#### Required action
Copy out exactly the lines below that run from the one holding "extractor scans the" to the one holding "(Structs and Methods)", keeping both of those lines and no others.

BEGIN

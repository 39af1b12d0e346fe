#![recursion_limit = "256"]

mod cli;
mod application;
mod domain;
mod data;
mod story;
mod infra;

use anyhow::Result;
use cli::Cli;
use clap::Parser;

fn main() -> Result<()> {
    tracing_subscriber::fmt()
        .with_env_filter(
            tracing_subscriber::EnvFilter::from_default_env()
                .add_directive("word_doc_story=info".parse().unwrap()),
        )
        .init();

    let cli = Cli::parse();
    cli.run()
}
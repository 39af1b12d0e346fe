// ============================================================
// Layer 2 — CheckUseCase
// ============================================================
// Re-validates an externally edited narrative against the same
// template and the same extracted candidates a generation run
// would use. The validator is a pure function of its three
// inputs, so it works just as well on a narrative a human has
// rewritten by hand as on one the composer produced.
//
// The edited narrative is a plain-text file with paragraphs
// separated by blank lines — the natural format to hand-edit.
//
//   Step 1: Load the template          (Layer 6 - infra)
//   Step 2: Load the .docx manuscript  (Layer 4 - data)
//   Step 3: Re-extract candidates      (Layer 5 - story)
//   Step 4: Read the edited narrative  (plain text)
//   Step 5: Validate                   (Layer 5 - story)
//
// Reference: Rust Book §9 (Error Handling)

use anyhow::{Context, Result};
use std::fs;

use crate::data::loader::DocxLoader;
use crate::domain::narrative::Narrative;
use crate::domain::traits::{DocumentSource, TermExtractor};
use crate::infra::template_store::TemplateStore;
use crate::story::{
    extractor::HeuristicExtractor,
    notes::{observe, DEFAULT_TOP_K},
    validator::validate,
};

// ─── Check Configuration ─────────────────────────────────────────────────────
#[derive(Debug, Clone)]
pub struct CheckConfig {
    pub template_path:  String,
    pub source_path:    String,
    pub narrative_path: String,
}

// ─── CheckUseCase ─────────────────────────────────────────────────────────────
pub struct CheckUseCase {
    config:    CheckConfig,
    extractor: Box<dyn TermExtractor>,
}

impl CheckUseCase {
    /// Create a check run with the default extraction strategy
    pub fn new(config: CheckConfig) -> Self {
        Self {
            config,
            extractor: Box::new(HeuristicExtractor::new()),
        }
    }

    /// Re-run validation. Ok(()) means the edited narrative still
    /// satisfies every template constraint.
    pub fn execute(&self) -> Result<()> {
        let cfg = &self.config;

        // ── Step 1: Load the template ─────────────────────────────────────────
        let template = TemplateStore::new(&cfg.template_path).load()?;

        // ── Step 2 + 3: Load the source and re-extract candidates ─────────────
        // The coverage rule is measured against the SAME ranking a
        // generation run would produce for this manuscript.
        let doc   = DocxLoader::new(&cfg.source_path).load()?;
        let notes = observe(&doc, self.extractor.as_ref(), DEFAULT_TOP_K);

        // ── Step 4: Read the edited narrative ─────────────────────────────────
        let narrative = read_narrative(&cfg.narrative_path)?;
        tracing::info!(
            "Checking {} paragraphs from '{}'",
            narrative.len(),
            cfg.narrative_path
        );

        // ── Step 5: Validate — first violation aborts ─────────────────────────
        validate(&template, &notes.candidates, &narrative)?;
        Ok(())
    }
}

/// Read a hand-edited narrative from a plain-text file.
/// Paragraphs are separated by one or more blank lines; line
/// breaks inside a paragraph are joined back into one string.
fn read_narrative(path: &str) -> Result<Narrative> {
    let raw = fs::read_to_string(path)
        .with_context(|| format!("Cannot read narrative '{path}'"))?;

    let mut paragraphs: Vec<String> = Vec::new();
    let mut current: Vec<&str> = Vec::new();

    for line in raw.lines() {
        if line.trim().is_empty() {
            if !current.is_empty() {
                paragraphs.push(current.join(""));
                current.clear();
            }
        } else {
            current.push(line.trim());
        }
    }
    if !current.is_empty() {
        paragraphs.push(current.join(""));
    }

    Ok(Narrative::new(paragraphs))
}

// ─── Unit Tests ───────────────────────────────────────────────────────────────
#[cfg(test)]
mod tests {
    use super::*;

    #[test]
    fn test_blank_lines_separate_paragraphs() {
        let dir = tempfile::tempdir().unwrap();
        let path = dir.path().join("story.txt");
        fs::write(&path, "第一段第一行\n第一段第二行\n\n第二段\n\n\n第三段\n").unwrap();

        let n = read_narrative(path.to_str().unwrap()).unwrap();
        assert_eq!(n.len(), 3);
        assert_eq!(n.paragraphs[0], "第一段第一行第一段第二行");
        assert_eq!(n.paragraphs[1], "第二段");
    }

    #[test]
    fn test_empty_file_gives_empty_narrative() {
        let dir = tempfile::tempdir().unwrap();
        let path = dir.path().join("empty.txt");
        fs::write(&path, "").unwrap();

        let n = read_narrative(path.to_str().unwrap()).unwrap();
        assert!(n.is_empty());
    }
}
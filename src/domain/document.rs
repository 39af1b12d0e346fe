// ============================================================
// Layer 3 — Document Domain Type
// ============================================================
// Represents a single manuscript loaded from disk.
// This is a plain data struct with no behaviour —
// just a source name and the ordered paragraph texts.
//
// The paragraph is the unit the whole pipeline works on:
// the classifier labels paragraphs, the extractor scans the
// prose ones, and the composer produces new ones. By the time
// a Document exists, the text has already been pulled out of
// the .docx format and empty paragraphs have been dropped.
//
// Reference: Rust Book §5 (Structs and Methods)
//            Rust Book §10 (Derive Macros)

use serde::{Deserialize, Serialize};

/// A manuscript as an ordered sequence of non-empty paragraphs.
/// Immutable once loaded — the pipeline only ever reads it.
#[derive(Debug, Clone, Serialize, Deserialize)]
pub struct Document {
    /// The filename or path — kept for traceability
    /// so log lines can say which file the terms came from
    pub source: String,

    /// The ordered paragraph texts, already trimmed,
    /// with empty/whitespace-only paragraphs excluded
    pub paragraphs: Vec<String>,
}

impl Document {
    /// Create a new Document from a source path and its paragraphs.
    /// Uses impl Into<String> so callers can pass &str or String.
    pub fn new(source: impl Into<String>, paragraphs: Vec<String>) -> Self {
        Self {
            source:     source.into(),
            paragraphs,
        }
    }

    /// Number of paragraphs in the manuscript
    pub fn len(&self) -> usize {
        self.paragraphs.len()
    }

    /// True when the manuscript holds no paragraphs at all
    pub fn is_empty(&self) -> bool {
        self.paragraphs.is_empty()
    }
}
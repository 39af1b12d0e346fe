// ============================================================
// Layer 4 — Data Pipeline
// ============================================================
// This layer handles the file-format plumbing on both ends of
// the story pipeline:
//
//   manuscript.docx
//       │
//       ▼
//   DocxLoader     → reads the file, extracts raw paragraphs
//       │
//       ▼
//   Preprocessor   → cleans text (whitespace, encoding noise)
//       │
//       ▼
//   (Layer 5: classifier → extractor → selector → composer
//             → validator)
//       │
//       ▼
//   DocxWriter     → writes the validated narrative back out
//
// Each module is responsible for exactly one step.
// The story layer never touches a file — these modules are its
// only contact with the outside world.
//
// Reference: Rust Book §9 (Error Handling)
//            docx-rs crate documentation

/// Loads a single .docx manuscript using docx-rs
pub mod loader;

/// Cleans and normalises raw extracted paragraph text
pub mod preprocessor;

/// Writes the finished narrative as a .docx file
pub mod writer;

END
BEGIN

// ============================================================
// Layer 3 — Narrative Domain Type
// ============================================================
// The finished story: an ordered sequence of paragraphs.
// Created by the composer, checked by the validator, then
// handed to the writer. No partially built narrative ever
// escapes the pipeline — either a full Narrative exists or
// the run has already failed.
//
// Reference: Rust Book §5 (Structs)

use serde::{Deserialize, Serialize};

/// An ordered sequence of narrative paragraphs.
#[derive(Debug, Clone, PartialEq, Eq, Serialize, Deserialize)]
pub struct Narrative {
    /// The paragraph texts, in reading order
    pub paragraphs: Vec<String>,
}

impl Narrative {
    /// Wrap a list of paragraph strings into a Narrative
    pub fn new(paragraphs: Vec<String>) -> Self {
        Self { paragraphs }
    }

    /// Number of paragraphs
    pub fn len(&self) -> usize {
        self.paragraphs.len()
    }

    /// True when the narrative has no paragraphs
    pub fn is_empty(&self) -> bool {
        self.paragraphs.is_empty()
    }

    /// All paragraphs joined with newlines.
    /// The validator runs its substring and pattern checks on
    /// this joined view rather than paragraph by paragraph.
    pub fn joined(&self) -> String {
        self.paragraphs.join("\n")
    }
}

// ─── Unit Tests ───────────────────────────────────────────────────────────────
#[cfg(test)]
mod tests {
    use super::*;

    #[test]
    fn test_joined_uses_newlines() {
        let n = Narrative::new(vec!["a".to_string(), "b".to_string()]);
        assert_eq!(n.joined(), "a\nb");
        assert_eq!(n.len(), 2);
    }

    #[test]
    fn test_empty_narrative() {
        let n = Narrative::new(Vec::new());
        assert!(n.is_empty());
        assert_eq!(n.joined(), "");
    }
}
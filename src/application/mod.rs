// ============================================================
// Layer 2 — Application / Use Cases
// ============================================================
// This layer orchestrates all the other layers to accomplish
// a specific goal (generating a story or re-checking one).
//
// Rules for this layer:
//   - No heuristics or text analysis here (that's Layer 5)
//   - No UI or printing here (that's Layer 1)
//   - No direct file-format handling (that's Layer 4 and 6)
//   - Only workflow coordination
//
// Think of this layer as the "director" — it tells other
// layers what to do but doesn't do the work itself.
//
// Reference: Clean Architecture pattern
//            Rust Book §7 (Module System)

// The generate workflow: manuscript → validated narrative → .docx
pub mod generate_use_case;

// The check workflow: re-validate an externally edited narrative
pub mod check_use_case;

END
BEGIN

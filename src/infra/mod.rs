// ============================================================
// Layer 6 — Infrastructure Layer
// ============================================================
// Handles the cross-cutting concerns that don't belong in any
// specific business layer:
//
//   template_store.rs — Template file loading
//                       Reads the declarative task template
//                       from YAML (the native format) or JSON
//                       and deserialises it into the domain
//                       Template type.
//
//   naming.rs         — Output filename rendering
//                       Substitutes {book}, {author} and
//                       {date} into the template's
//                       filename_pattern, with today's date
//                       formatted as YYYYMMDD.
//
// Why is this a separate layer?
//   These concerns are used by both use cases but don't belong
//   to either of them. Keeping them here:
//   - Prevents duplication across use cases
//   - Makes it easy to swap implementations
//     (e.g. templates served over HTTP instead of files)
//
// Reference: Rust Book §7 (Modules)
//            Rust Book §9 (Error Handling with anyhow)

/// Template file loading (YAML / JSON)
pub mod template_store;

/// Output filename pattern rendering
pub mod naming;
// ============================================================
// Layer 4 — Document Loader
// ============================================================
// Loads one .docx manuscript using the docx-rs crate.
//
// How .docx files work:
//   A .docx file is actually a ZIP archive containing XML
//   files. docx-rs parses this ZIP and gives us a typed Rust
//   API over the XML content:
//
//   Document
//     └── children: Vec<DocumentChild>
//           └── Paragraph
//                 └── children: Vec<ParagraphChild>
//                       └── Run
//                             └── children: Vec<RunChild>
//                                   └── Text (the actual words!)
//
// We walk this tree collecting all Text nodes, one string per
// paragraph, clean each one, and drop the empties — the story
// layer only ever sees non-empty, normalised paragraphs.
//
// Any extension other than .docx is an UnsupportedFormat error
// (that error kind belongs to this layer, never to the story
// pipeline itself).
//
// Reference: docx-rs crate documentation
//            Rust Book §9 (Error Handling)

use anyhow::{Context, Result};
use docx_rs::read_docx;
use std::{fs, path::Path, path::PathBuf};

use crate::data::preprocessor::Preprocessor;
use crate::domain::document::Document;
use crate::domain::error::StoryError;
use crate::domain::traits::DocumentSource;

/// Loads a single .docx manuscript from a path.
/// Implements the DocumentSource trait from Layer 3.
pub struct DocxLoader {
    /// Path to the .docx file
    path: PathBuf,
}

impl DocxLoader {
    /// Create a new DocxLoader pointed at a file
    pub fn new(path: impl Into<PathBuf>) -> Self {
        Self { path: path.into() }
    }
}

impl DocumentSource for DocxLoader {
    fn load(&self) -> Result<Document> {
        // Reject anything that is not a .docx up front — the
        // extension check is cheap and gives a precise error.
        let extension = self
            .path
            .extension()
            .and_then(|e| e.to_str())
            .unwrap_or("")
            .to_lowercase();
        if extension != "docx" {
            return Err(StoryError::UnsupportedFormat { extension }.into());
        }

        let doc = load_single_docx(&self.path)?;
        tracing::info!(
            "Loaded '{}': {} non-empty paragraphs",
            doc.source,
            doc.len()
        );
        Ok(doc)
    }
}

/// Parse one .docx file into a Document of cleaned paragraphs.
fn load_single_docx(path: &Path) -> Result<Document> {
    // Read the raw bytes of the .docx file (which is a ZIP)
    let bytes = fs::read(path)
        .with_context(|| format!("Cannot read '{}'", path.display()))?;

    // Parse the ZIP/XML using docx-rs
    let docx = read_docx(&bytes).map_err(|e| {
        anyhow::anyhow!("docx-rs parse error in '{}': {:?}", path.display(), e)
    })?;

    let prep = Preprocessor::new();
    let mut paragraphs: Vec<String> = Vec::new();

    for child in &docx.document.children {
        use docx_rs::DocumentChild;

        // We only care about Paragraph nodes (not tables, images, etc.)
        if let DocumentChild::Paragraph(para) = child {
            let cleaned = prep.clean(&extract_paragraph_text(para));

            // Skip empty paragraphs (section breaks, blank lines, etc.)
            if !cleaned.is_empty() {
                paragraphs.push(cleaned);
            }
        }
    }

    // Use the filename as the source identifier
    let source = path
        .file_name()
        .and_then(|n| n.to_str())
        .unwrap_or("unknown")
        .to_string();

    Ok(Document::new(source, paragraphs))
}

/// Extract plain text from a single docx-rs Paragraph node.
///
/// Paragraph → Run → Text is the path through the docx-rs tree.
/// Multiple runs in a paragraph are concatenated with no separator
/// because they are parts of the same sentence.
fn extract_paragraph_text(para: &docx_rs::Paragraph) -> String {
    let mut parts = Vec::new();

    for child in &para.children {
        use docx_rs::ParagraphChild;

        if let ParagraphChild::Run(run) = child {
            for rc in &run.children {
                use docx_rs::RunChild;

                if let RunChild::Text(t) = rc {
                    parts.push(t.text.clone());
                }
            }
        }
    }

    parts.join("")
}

END

#### Exercise solution
// the classifier labels paragraphs, the extractor scans the
// prose ones, and the composer produces new ones. By the time
// a Document exists, the text has already been pulled out of
// the .docx format and empty paragraphs have been dropped.
//
// Reference: Rust Book §5 (Structs and Methods)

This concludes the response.